- WORK TO COMPLETE:
Please print every record that follows, keeping each one exactly as it is.

=== INFORMATION SUPPLIED ===

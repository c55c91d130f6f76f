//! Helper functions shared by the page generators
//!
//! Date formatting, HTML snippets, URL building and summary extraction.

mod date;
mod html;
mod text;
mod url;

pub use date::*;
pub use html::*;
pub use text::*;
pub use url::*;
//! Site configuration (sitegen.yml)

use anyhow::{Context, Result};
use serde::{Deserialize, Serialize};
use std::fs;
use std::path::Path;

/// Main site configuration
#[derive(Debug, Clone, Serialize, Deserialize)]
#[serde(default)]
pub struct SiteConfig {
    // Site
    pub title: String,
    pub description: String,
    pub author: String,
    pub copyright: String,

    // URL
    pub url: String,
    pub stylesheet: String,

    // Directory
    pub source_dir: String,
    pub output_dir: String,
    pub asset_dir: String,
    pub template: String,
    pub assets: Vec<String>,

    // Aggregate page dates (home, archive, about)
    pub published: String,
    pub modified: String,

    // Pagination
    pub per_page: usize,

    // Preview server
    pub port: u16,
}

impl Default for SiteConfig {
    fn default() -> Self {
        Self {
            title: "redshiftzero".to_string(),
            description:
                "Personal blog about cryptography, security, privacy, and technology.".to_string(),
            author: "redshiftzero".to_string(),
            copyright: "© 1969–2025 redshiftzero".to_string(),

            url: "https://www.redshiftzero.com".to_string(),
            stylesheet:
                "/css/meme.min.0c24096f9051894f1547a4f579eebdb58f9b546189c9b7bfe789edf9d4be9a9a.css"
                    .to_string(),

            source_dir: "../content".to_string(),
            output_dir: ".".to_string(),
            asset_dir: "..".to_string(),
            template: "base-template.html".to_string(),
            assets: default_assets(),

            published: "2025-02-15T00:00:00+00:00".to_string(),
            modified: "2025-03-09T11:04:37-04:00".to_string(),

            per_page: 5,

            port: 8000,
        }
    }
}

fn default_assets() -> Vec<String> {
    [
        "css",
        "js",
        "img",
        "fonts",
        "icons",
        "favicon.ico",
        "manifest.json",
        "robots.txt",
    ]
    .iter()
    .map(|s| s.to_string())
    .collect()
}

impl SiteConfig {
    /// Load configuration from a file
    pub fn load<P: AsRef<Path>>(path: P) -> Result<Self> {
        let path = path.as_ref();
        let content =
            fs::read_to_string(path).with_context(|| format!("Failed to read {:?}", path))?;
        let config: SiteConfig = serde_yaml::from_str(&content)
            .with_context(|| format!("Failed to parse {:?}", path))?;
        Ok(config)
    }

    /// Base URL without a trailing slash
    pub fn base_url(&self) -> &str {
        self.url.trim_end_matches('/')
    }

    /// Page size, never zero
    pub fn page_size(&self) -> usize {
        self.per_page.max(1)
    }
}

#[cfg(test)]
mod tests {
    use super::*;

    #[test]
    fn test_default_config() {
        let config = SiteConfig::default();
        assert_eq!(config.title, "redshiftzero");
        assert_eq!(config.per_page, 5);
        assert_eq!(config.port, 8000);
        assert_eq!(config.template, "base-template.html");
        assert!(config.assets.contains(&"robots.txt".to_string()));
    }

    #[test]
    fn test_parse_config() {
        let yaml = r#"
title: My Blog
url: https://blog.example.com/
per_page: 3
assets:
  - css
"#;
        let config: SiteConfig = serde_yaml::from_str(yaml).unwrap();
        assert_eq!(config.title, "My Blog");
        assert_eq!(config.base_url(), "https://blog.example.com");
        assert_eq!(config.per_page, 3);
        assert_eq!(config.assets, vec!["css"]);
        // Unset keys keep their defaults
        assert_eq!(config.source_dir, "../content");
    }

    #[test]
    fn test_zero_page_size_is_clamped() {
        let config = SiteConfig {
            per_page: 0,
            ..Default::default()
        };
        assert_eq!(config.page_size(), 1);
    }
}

===

- SOLVED PROBLEM:
repository c55c91d130f6f76f
//! Helper functions shared by the page generators
//!
//! Date formatting, HTML snippets, URL building and summary extraction.

mod date;
mod html;
mod text;
mod url;

pub use date::*;
pub use html::*;
pub use text::*;
pub use url::*;
//! Site configuration (sitegen.yml)

use anyhow::{Context, Result};
use serde::{Deserialize, Serialize};
use std::fs;
use std::path::Path;

/// Main site configuration
#[derive(Debug, Clone, Serialize, Deserialize)]
#[serde(default)]
pub struct SiteConfig {
    // Site
    pub title: String,
    pub description: String,
    pub author: String,
    pub copyright: String,

    // URL
    pub url: String,
    pub stylesheet: String,

    // Directory
    pub source_dir: String,
    pub output_dir: String,
    pub asset_dir: String,
    pub template: String,
    pub assets: Vec<String>,

    // Aggregate page dates (home, archive, about)
    pub published: String,
    pub modified: String,

    // Pagination
    pub per_page: usize,

    // Preview server
    pub port: u16,
}

impl Default for SiteConfig {
    fn default() -> Self {
        Self {
            title: "redshiftzero".to_string(),
            description:
                "Personal blog about cryptography, security, privacy, and technology.".to_string(),
            author: "redshiftzero".to_string(),
            copyright: "© 1969–2025 redshiftzero".to_string(),

            url: "https://www.redshiftzero.com".to_string(),
            stylesheet:
                "/css/meme.min.0c24096f9051894f1547a4f579eebdb58f9b546189c9b7bfe789edf9d4be9a9a.css"
                    .to_string(),

            source_dir: "../content".to_string(),
            output_dir: ".".to_string(),
            asset_dir: "..".to_string(),
            template: "base-template.html".to_string(),
            assets: default_assets(),

            published: "2025-02-15T00:00:00+00:00".to_string(),
            modified: "2025-03-09T11:04:37-04:00".to_string(),

            per_page: 5,

            port: 8000,
        }
    }
}

fn default_assets() -> Vec<String> {
    [
        "css",
        "js",
        "img",
        "fonts",
        "icons",
        "favicon.ico",
        "manifest.json",
        "robots.txt",
    ]
    .iter()
    .map(|s| s.to_string())
    .collect()
}

impl SiteConfig {
    /// Load configuration from a file
    pub fn load<P: AsRef<Path>>(path: P) -> Result<Self> {
        let path = path.as_ref();
        let content =
            fs::read_to_string(path).with_context(|| format!("Failed to read {:?}", path))?;
        let config: SiteConfig = serde_yaml::from_str(&content)
            .with_context(|| format!("Failed to parse {:?}", path))?;
        Ok(config)
    }

    /// Base URL without a trailing slash
    pub fn base_url(&self) -> &str {
        self.url.trim_end_matches('/')
    }

    /// Page size, never zero
    pub fn page_size(&self) -> usize {
        self.per_page.max(1)
    }
}

#[cfg(test)]
mod tests {
    use super::*;

    #[test]
    fn test_default_config() {
        let config = SiteConfig::default();
        assert_eq!(config.title, "redshiftzero");
        assert_eq!(config.per_page, 5);
        assert_eq!(config.port, 8000);
        assert_eq!(config.template, "base-template.html");
        assert!(config.assets.contains(&"robots.txt".to_string()));
    }

    #[test]
    fn test_parse_config() {
        let yaml = r#"
title: My Blog
url: https://blog.example.com/
per_page: 3
assets:
  - css
"#;
        let config: SiteConfig = serde_yaml::from_str(yaml).unwrap();
        assert_eq!(config.title, "My Blog");
        assert_eq!(config.base_url(), "https://blog.example.com");
        assert_eq!(config.per_page, 3);
        assert_eq!(config.assets, vec!["css"]);
        // Unset keys keep their defaults
        assert_eq!(config.source_dir, "../content");
    }

    #[test]
    fn test_zero_page_size_is_clamped() {
        let config = SiteConfig {
            per_page: 0,
            ..Default::default()
        };
        assert_eq!(config.page_size(), 1);
    }
}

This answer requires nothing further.